■ ASSIGNED TASK ■
Give back a single number: the count of lines in the data that contain the string "HttpAuthScheme".

Collected data entries
☆ ☆ ☆ ☆ ☆

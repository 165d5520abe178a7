pub mod controller;
pub mod model;
pub mod router;
pub mod service;

pub use model::{Course, Semester};
pub use router::init_courses_router;
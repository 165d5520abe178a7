use axum::extract::State;
use serde_json::Value;
use tracing::instrument;

use crate::state::AppState;
use crate::utils::errors::AppError;
use crate::utils::response::ApiResponse;
use crate::validator::ValidatedJson;

use super::model::{AdminSignUpRequest, LoginRequest};
use super::service::AuthService;

#[utoipa::path(
    post,
    path = "/auth/admin/sign-up",
    request_body = AdminSignUpRequest,
    responses(
        (status = 200, description = "Admin created; returns access token and profile", body = ApiResponse),
        (status = 400, description = "Invalid or already-used email", body = ApiResponse)
    ),
    tag = "Auth"
)]
#[instrument(skip_all)]
pub async fn admin_sign_up(
    State(state): State<AppState>,
    ValidatedJson(dto): ValidatedJson<AdminSignUpRequest>,
) -> Result<ApiResponse, AppError> {
    let data = AuthService::admin_sign_up(state.store.as_ref(), &state.jwt_config, dto).await?;
    Ok(ApiResponse::success("successful", data))
}

#[utoipa::path(
    post,
    path = "/auth/admin/login",
    request_body = LoginRequest,
    responses(
        (status = 200, description = "Login successful", body = ApiResponse),
        (status = 404, description = "Email or password is incorrect", body = ApiResponse)
    ),
    tag = "Auth"
)]
#[instrument(skip_all)]
pub async fn admin_login(
    State(state): State<AppState>,
    ValidatedJson(dto): ValidatedJson<LoginRequest>,
) -> Result<ApiResponse, AppError> {
    let data = AuthService::admin_login(state.store.as_ref(), &state.jwt_config, dto).await?;
    Ok(ApiResponse::success("successful", data))
}

#[utoipa::path(
    post,
    path = "/auth/login",
    request_body = LoginRequest,
    responses(
        (status = 200, description = "Lecturer login successful", body = ApiResponse),
        (status = 404, description = "Email or password is incorrect", body = ApiResponse)
    ),
    tag = "Auth"
)]
#[instrument(skip_all)]
pub async fn lecturer_login(
    State(state): State<AppState>,
    ValidatedJson(dto): ValidatedJson<LoginRequest>,
) -> Result<ApiResponse, AppError> {
    let data = AuthService::lecturer_login(state.store.as_ref(), &state.jwt_config, dto).await?;
    Ok(ApiResponse::success("successful", data))
}

/// Tokens are self-contained and there is no revocation list; logout is a
/// client-side discard acknowledged by the server.
#[utoipa::path(
    get,
    path = "/auth/logout",
    responses((status = 200, description = "Logged out", body = ApiResponse)),
    tag = "Auth"
)]
#[instrument(skip_all)]
pub async fn logout() -> ApiResponse {
    ApiResponse::success("successful", Value::Null)
}
#![allow(dead_code)]

use std::sync::Arc;

use axum::Router;
use axum::body::Body;
use axum::http::{Request, StatusCode, header};
use chrono::Utc;
use coursealloc::config::cors::CorsConfig;
use coursealloc::config::jwt::JwtConfig;
use coursealloc::router::init_router;
use coursealloc::state::AppState;
use coursealloc::store::memory::MemoryStore;
use coursealloc::store::{
    COLLECTION_ADMINS, COLLECTION_COURSES, COLLECTION_LECTURERS, object,
};
use coursealloc::utils::jwt::create_access_token;
use coursealloc::utils::password::hash_password;
use http_body_util::BodyExt;
use serde_json::{Value, json};
use tower::ServiceExt;

pub fn test_jwt_config() -> JwtConfig {
    JwtConfig {
        secret: "test_secret_key_for_testing_purposes".to_string(),
        access_token_expiry: 3600,
    }
}

pub fn test_state() -> AppState {
    AppState {
        store: Arc::new(MemoryStore::new()),
        jwt_config: test_jwt_config(),
        cors_config: CorsConfig {
            allowed_origins: vec!["http://localhost:5173".to_string()],
        },
    }
}

pub fn test_app(state: &AppState) -> Router {
    init_router(state.clone())
}

pub async fn seed_admin(state: &AppState, email: &str, password: &str) -> String {
    let hash = hash_password(password).unwrap();
    state
        .store
        .insert_one(
            COLLECTION_ADMINS,
            object(json!({"email": email, "password": hash})),
        )
        .await
        .unwrap()
        .inserted_ids[0]
        .clone()
}

pub async fn seed_lecturer(
    state: &AppState,
    email: &str,
    fullname: &str,
    lecturer_type: &str,
    department: &str,
    password: &str,
) -> String {
    let now = Utc::now();
    let hash = hash_password(password).unwrap();
    state
        .store
        .insert_one(
            COLLECTION_LECTURERS,
            object(json!({
                "email": email,
                "fullname": fullname,
                "type": lecturer_type,
                "department": department,
                "title": "Dr.",
                "designation": "Senior Lecturer",
                "phone_number": "0000000000",
                "initial_password": "XX-testpass",
                "password": hash,
                "password_changed": false,
                "created_at": now,
                "updated_at": now,
            })),
        )
        .await
        .unwrap()
        .inserted_ids[0]
        .clone()
}

pub async fn seed_course(state: &AppState, code: &str, title: &str) -> String {
    let now = Utc::now();
    state
        .store
        .insert_one(
            COLLECTION_COURSES,
            object(json!({
                "course_code": code,
                "course_title": title,
                "semester": "FIRST",
                "is_allocated": false,
                "created_at": now,
                "updated_at": now,
            })),
        )
        .await
        .unwrap()
        .inserted_ids[0]
        .clone()
}

pub fn token_for(state: &AppState, uid: &str, email: &str, role: &str) -> String {
    create_access_token(uid, email, role, &state.jwt_config).unwrap()
}

/// Sends a request through the router and returns the status plus the
/// parsed JSON body.
pub async fn send(
    app: Router,
    method: &str,
    uri: &str,
    token: Option<&str>,
    body: Option<Value>,
) -> (StatusCode, Value) {
    let mut builder = Request::builder().method(method).uri(uri);
    if let Some(token) = token {
        builder = builder.header(header::AUTHORIZATION, format!("Bearer {token}"));
    }

    let request = match body {
        Some(body) => builder
            .header(header::CONTENT_TYPE, "application/json")
            .body(Body::from(body.to_string()))
            .unwrap(),
        None => builder.body(Body::empty()).unwrap(),
    };

    let response = app.oneshot(request).await.unwrap();
    let status = response.status();
    let bytes = response.into_body().collect().await.unwrap().to_bytes();
    let value = if bytes.is_empty() {
        Value::Null
    } else {
        serde_json::from_slice(&bytes).unwrap_or(Value::Null)
    };

    (status, value)
}
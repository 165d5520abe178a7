use axum::{Router, routing::get};

use crate::state::AppState;

use super::controller::{get_allocated_course, get_allocated_courses};

pub fn init_students_router() -> Router<AppState> {
    Router::new()
        .route("/allocated-courses", get(get_allocated_courses))
        .route("/allocated-courses/{id}", get(get_allocated_course))
}
use bcrypt::{DEFAULT_COST, hash, verify};
use tracing::error;

use crate::utils::errors::AppError;

pub fn hash_password(password: &str) -> Result<String, AppError> {
    hash(password, DEFAULT_COST).map_err(|e| {
        error!(error = %e, "password hashing failed");
        AppError::internal("something went wrong")
    })
}

/// Returns `true` only for a matching password. A verification error and a
/// wrong password are indistinguishable to the caller; the detail goes to
/// the log.
pub fn verify_password(password: &str, hashed: &str) -> bool {
    match verify(password, hashed) {
        Ok(matched) => matched,
        Err(e) => {
            error!(error = %e, "password verification failed");
            false
        }
    }
}
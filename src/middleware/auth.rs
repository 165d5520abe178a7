use axum::{
    extract::FromRequestParts,
    http::{header, request::Parts},
};

use crate::modules::auth::model::Claims;
use crate::state::AppState;
use crate::utils::errors::AppError;
use crate::utils::jwt::{TokenVerification, verify_token};

/// Extractor that verifies the bearer token and provides the caller's
/// claims.
///
/// Failure modes, in order of detection:
/// - no `Authorization` header → 401 "No credentials sent!"
/// - header without a token after the scheme → 401 "Invalid auth credentials!"
/// - structurally valid token past its expiry → 400 "token expired"
/// - anything else untrusted (bad signature, malformed) → 401 "Invalid auth
///   credentials!"
#[derive(Debug, Clone)]
pub struct AuthUser(pub Claims);

impl AuthUser {
    pub fn uid(&self) -> &str {
        &self.0.uid
    }

    pub fn email(&self) -> &str {
        &self.0.email
    }

    pub fn role(&self) -> &str {
        &self.0.role
    }
}

impl FromRequestParts<AppState> for AuthUser {
    type Rejection = AppError;

    async fn from_request_parts(
        parts: &mut Parts,
        state: &AppState,
    ) -> Result<Self, Self::Rejection> {
        let auth_header = parts
            .headers
            .get(header::AUTHORIZATION)
            .and_then(|value| value.to_str().ok())
            .ok_or_else(|| AppError::unauthorized("No credentials sent!"))?;

        // Scheme first, token second; anything shorter is malformed.
        let token = auth_header
            .split_whitespace()
            .nth(1)
            .ok_or_else(|| AppError::unauthorized("Invalid auth credentials!"))?;

        match verify_token(token, &state.jwt_config) {
            TokenVerification::Valid(claims) => Ok(AuthUser(claims)),
            TokenVerification::Expired => Err(AppError::bad_request("token expired")),
            TokenVerification::Invalid => {
                Err(AppError::unauthorized("Invalid auth credentials!"))
            }
        }
    }
}
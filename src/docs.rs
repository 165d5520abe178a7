use utoipa::openapi::security::{HttpAuthScheme, HttpBuilder, SecurityScheme};
use utoipa::{Modify, OpenApi};

use crate::modules::auth::model::{AdminSignUpRequest, Claims, LoginRequest};
use crate::modules::courses::model::{
    AllocateCourseRequest, Allocation, Course, NewCourse, RegisterCoursesRequest, Semester,
};
use crate::modules::lecturers::model::{
    Lecturer, LecturerRole, NewLecturer, RegisterLecturersRequest,
};
use crate::utils::response::ApiResponse;

#[derive(OpenApi)]
#[openapi(
    paths(
        crate::modules::auth::controller::admin_sign_up,
        crate::modules::auth::controller::admin_login,
        crate::modules::auth::controller::lecturer_login,
        crate::modules::auth::controller::logout,
        crate::modules::lecturers::controller::register_lecturers,
        crate::modules::lecturers::controller::get_lecturers,
        crate::modules::lecturers::controller::get_lecturer,
        crate::modules::courses::controller::register_courses,
        crate::modules::courses::controller::get_courses,
        crate::modules::courses::controller::update_course,
        crate::modules::courses::controller::delete_course,
        crate::modules::courses::controller::allocate_course,
        crate::modules::courses::controller::get_hod_lecturers,
        crate::modules::profile::controller::get_profile,
        crate::modules::profile::controller::get_my_courses,
        crate::modules::students::controller::get_allocated_courses,
        crate::modules::students::controller::get_allocated_course,
    ),
    components(schemas(
        ApiResponse,
        Claims,
        AdminSignUpRequest,
        LoginRequest,
        Lecturer,
        LecturerRole,
        NewLecturer,
        RegisterLecturersRequest,
        Course,
        Semester,
        Allocation,
        NewCourse,
        RegisterCoursesRequest,
        AllocateCourseRequest,
    )),
    modifiers(&SecurityAddon),
    tags(
        (name = "Auth", description = "Admin and lecturer authentication"),
        (name = "Admin", description = "Lecturer registration and lookup"),
        (name = "HOD", description = "Course registration, update and allocation"),
        (name = "Lecturer", description = "Lecturer self-service"),
        (name = "Student", description = "Allocation results")
    )
)]
pub struct ApiDoc;

struct SecurityAddon;

impl Modify for SecurityAddon {
    fn modify(&self, openapi: &mut utoipa::openapi::OpenApi) {
        if let Some(components) = openapi.components.as_mut() {
            components.add_security_scheme(
                "bearer_auth",
                SecurityScheme::Http(
                    HttpBuilder::new()
                        .scheme(HttpAuthScheme::Bearer)
                        .bearer_format("JWT")
                        .build(),
                ),
            );
        }
    }
}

☆ ☆ ☆ ☆ ☆

■ SOLVED PROBLEM ■
2